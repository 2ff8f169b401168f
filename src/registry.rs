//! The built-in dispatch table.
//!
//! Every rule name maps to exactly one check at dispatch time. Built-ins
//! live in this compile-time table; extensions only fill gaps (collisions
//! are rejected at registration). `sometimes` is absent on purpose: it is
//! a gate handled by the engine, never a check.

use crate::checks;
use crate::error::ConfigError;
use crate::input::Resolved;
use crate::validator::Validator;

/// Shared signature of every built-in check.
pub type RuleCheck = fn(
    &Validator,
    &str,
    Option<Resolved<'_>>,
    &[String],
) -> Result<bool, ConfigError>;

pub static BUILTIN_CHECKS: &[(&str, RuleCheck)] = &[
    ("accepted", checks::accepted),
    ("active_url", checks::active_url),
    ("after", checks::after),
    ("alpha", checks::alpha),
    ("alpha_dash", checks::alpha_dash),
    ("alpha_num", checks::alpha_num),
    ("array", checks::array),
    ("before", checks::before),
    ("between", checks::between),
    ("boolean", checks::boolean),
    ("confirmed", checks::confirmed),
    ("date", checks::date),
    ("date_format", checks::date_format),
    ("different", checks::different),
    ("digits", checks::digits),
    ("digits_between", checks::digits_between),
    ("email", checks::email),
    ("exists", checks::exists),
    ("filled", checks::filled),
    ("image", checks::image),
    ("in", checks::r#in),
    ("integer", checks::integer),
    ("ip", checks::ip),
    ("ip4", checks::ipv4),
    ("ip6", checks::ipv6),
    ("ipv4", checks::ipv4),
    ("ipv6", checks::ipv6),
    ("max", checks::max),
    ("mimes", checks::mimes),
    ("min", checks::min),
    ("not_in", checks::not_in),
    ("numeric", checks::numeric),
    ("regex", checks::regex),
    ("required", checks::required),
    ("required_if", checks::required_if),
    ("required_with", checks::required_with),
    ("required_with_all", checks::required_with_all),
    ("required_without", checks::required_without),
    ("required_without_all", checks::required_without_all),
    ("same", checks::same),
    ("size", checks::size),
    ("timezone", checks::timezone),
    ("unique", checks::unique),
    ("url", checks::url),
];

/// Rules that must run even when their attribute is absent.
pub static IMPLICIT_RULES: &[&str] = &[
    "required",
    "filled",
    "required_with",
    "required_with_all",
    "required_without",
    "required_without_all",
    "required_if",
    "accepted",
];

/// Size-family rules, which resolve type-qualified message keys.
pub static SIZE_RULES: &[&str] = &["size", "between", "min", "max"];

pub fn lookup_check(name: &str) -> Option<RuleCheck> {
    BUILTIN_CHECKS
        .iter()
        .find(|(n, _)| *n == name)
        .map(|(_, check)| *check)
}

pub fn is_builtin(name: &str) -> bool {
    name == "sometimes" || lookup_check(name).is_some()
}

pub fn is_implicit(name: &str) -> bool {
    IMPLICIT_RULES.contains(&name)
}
-.-.-
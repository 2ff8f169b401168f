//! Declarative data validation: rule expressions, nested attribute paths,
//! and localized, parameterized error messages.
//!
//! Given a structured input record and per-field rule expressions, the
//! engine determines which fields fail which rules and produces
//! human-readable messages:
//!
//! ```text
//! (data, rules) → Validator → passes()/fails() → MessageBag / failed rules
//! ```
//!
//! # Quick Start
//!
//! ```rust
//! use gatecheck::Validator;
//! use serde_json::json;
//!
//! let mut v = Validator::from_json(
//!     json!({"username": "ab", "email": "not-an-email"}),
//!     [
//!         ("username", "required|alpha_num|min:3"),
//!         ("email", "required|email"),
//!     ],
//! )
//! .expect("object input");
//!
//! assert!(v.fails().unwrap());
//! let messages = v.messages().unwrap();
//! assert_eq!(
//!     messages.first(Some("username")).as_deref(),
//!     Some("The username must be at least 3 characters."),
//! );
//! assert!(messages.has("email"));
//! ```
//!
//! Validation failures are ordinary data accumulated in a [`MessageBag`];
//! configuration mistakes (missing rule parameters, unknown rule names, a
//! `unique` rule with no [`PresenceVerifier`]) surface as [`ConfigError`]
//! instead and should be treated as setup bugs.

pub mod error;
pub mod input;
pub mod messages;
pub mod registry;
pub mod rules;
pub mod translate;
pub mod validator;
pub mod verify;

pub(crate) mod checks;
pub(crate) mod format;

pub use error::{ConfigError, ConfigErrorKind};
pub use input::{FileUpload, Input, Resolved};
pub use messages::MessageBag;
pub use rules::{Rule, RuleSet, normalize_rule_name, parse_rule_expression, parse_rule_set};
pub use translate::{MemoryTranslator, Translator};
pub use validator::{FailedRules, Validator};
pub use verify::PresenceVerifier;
-.-.-
Where the word "attribute" occurs in a line of the records, copy that line.

/// Rules that must run even when their attribute is absent.
//! Declarative data validation: rule expressions, nested attribute paths,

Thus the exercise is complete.